PROBLEM TO WORK ON
Each record should be retyped word for word.

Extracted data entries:
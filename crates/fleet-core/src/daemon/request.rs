//! Request-scoped task state.

use crate::errors::DaemonError;
use crate::remote::{PackageTask, RemoteApiRequest, TaskError, TaskState};

/// Status of the remote request being processed.
///
/// Starts as `RUNNING`, is completed exactly once, and is attached to the
/// matching package by every state refresh done while the request runs.
#[derive(Debug, Clone, PartialEq, Eq)]
pub struct RequestState {
    package: String,
    id: String,
    state: TaskState,
    error: Option<TaskError>,
}

impl RequestState {
    pub fn new(request: &RemoteApiRequest) -> Self {
        Self {
            package: request.package.clone(),
            id: request.id.clone(),
            state: TaskState::Running,
            error: None,
        }
    }

    pub fn package(&self) -> &str {
        &self.package
    }

    pub fn state(&self) -> TaskState {
        self.state
    }

    pub fn mark_invalid(&mut self) {
        self.state = TaskState::InvalidState;
    }

    pub fn complete(&mut self, result: Result<(), &DaemonError>) {
        match result {
            Ok(()) => self.state = TaskState::Done,
            Err(err) => {
                self.state = TaskState::Error;
                self.error = Some(TaskError::from(err));
            }
        }
    }

    pub fn task(&self) -> PackageTask {
        PackageTask {
            id: self.id.clone(),
            state: self.state,
            error: self.error.clone(),
        }
    }
}
//! Package installer contract
//!
//! The daemon never touches package repositories itself. Every lifecycle
//! operation goes through an [`Installer`], and the installer self-update path
//! goes through a [`SelfUpdater`].

pub mod exec;

use std::collections::BTreeMap;

use async_trait::async_trait;
use serde::{Deserialize, Serialize};

use crate::errors::InstallerError;

pub use exec::ExecInstaller;

/// Package name of the installer itself.
pub const INSTALLER_PACKAGE: &str = "datadog-installer";

/// Installed versions of one package.
#[derive(Debug, Clone, Default, PartialEq, Eq, Serialize, Deserialize)]
pub struct PackageVersions {
    #[serde(default)]
    pub stable: String,
    /// Empty when no experiment is running.
    #[serde(default)]
    pub experiment: String,
}

impl PackageVersions {
    pub fn new(stable: impl Into<String>, experiment: impl Into<String>) -> Self {
        Self {
            stable: stable.into(),
            experiment: experiment.into(),
        }
    }

    pub fn has_experiment(&self) -> bool {
        !self.experiment.is_empty()
    }
}

#[async_trait]
pub trait Installer: Send + Sync {
    async fn install(&self, url: &str, args: &[String]) -> Result<(), InstallerError>;

    async fn install_experiment(&self, url: &str) -> Result<(), InstallerError>;

    async fn remove_experiment(&self, package: &str) -> Result<(), InstallerError>;

    async fn promote_experiment(&self, package: &str) -> Result<(), InstallerError>;

    async fn state(&self, package: &str) -> Result<PackageVersions, InstallerError>;

    async fn states(&self) -> Result<BTreeMap<String, PackageVersions>, InstallerError>;

    async fn garbage_collect(&self) -> Result<(), InstallerError>;
}

/// Starts an experiment of the installer package.
///
/// The experiment installer is responsible for starting its own experiment,
/// so this path never goes through [`Installer::install_experiment`].
#[async_trait]
pub trait SelfUpdater: Send + Sync {
    async fn install_experiment(&self, url: &str) -> Result<(), InstallerError>;
}
//! Trace propagation for remote requests.
//!
//! Remote config forwards the trace id and parent span id of the operator
//! action that produced a request, in decimal form. When they are missing or
//! malformed the request starts a new root trace.

use chrono::Utc;
use tracing::{Span, debug, info_span};

use crate::remote::RemoteApiRequest;

#[derive(Debug, Clone, Copy, PartialEq, Eq)]
pub struct TraceContext {
    pub trace_id: u64,
    /// `None` for a root trace.
    pub parent_span_id: Option<u64>,
}

impl TraceContext {
    pub fn extract(trace_id: &str, parent_span_id: &str) -> Result<Self, String> {
        let trace_id = parse_id(trace_id).map_err(|e| format!("invalid trace id: {}", e))?;
        let parent_span_id =
            parse_id(parent_span_id).map_err(|e| format!("invalid parent span id: {}", e))?;
        Ok(Self {
            trace_id,
            parent_span_id: Some(parent_span_id),
        })
    }

    pub fn for_request(request: &RemoteApiRequest) -> Self {
        match Self::extract(&request.trace_id, &request.parent_span_id) {
            Ok(ctx) => ctx,
            Err(e) => {
                debug!(request_id = %request.id, "failed to extract span context from request: {}", e);
                Self::root(&request.id)
            }
        }
    }

    /// New root trace with an id derived from `seed` and the current time.
    pub fn root(seed: &str) -> Self {
        let mut hasher = blake3::Hasher::new();
        hasher.update(seed.as_bytes());
        hasher.update(&Utc::now().timestamp_nanos_opt().unwrap_or_default().to_le_bytes());
        let digest = hasher.finalize();
        let mut id = [0u8; 8];
        id.copy_from_slice(&digest.as_bytes()[..8]);
        Self {
            trace_id: u64::from_le_bytes(id).max(1),
            parent_span_id: None,
        }
    }

    pub fn is_root(&self) -> bool {
        self.parent_span_id.is_none()
    }

    pub fn span(&self, request: &RemoteApiRequest) -> Span {
        info_span!(
            "remote_request",
            request_id = %request.id,
            package = %request.package,
            method = %request.method,
            trace_id = self.trace_id,
            parent_span_id = ?self.parent_span_id,
        )
    }
}

fn parse_id(value: &str) -> Result<u64, String> {
    let value = value.trim();
    if value.is_empty() {
        return Err("empty".to_string());
    }
    match value.parse::<u64>() {
        Ok(0) => Err("zero".to_string()),
        Ok(id) => Ok(id),
        Err(e) => Err(e.to_string()),
    }
}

TASK OUTPUT
filename crates/fleet-core/src/daemon/request.rs
//! Request-scoped task state.

use crate::errors::DaemonError;
use crate::remote::{PackageTask, RemoteApiRequest, TaskError, TaskState};

/// Status of the remote request being processed.
///
/// Starts as `RUNNING`, is completed exactly once, and is attached to the
/// matching package by every state refresh done while the request runs.
#[derive(Debug, Clone, PartialEq, Eq)]
pub struct RequestState {
    package: String,
    id: String,
    state: TaskState,
    error: Option<TaskError>,
}

impl RequestState {
    pub fn new(request: &RemoteApiRequest) -> Self {
        Self {
            package: request.package.clone(),
            id: request.id.clone(),
            state: TaskState::Running,
            error: None,
        }
    }

    pub fn package(&self) -> &str {
        &self.package
    }

    pub fn state(&self) -> TaskState {
        self.state
    }

    pub fn mark_invalid(&mut self) {
        self.state = TaskState::InvalidState;
    }

    pub fn complete(&mut self, result: Result<(), &DaemonError>) {
        match result {
            Ok(()) => self.state = TaskState::Done,
            Err(err) => {
                self.state = TaskState::Error;
                self.error = Some(TaskError::from(err));
            }
        }
    }

    pub fn task(&self) -> PackageTask {
        PackageTask {
            id: self.id.clone(),
            state: self.state,
            error: self.error.clone(),
        }
    }
}
//! Package installer contract
//!
//! The daemon never touches package repositories itself. Every lifecycle
//! operation goes through an [`Installer`], and the installer self-update path
//! goes through a [`SelfUpdater`].

pub mod exec;

use std::collections::BTreeMap;

use async_trait::async_trait;
use serde::{Deserialize, Serialize};

use crate::errors::InstallerError;

pub use exec::ExecInstaller;

/// Package name of the installer itself.
pub const INSTALLER_PACKAGE: &str = "datadog-installer";

/// Installed versions of one package.
#[derive(Debug, Clone, Default, PartialEq, Eq, Serialize, Deserialize)]
pub struct PackageVersions {
    #[serde(default)]
    pub stable: String,
    /// Empty when no experiment is running.
    #[serde(default)]
    pub experiment: String,
}

impl PackageVersions {
    pub fn new(stable: impl Into<String>, experiment: impl Into<String>) -> Self {
        Self {
            stable: stable.into(),
            experiment: experiment.into(),
        }
    }

    pub fn has_experiment(&self) -> bool {
        !self.experiment.is_empty()
    }
}

#[async_trait]
pub trait Installer: Send + Sync {
    async fn install(&self, url: &str, args: &[String]) -> Result<(), InstallerError>;

    async fn install_experiment(&self, url: &str) -> Result<(), InstallerError>;

    async fn remove_experiment(&self, package: &str) -> Result<(), InstallerError>;

    async fn promote_experiment(&self, package: &str) -> Result<(), InstallerError>;

    async fn state(&self, package: &str) -> Result<PackageVersions, InstallerError>;

    async fn states(&self) -> Result<BTreeMap<String, PackageVersions>, InstallerError>;

    async fn garbage_collect(&self) -> Result<(), InstallerError>;
}

/// Starts an experiment of the installer package.
///
/// The experiment installer is responsible for starting its own experiment,
/// so this path never goes through [`Installer::install_experiment`].
#[async_trait]
pub trait SelfUpdater: Send + Sync {
    async fn install_experiment(&self, url: &str) -> Result<(), InstallerError>;
}
//! Trace propagation for remote requests.
//!
//! Remote config forwards the trace id and parent span id of the operator
//! action that produced a request, in decimal form. When they are missing or
//! malformed the request starts a new root trace.

use chrono::Utc;
use tracing::{Span, debug, info_span};

use crate::remote::RemoteApiRequest;

#[derive(Debug, Clone, Copy, PartialEq, Eq)]
pub struct TraceContext {
    pub trace_id: u64,
    /// `None` for a root trace.
    pub parent_span_id: Option<u64>,
}

impl TraceContext {
    pub fn extract(trace_id: &str, parent_span_id: &str) -> Result<Self, String> {
        let trace_id = parse_id(trace_id).map_err(|e| format!("invalid trace id: {}", e))?;
        let parent_span_id =
            parse_id(parent_span_id).map_err(|e| format!("invalid parent span id: {}", e))?;
        Ok(Self {
            trace_id,
            parent_span_id: Some(parent_span_id),
        })
    }

    pub fn for_request(request: &RemoteApiRequest) -> Self {
        match Self::extract(&request.trace_id, &request.parent_span_id) {
            Ok(ctx) => ctx,
            Err(e) => {
                debug!(request_id = %request.id, "failed to extract span context from request: {}", e);
                Self::root(&request.id)
            }
        }
    }

    /// New root trace with an id derived from `seed` and the current time.
    pub fn root(seed: &str) -> Self {
        let mut hasher = blake3::Hasher::new();
        hasher.update(seed.as_bytes());
        hasher.update(&Utc::now().timestamp_nanos_opt().unwrap_or_default().to_le_bytes());
        let digest = hasher.finalize();
        let mut id = [0u8; 8];
        id.copy_from_slice(&digest.as_bytes()[..8]);
        Self {
            trace_id: u64::from_le_bytes(id).max(1),
            parent_span_id: None,
        }
    }

    pub fn is_root(&self) -> bool {
        self.parent_span_id.is_none()
    }

    pub fn span(&self, request: &RemoteApiRequest) -> Span {
        info_span!(
            "remote_request",
            request_id = %request.id,
            package = %request.package,
            method = %request.method,
            trace_id = self.trace_id,
            parent_span_id = ?self.parent_span_id,
        )
    }
}

fn parse_id(value: &str) -> Result<u64, String> {
    let value = value.trim();
    if value.is_empty() {
        return Err("empty".to_string());
    }
    match value.parse::<u64>() {
        Ok(0) => Err("zero".to_string()),
        Ok(id) => Ok(id),
        Err(e) => Err(e.to_string()),
    }
}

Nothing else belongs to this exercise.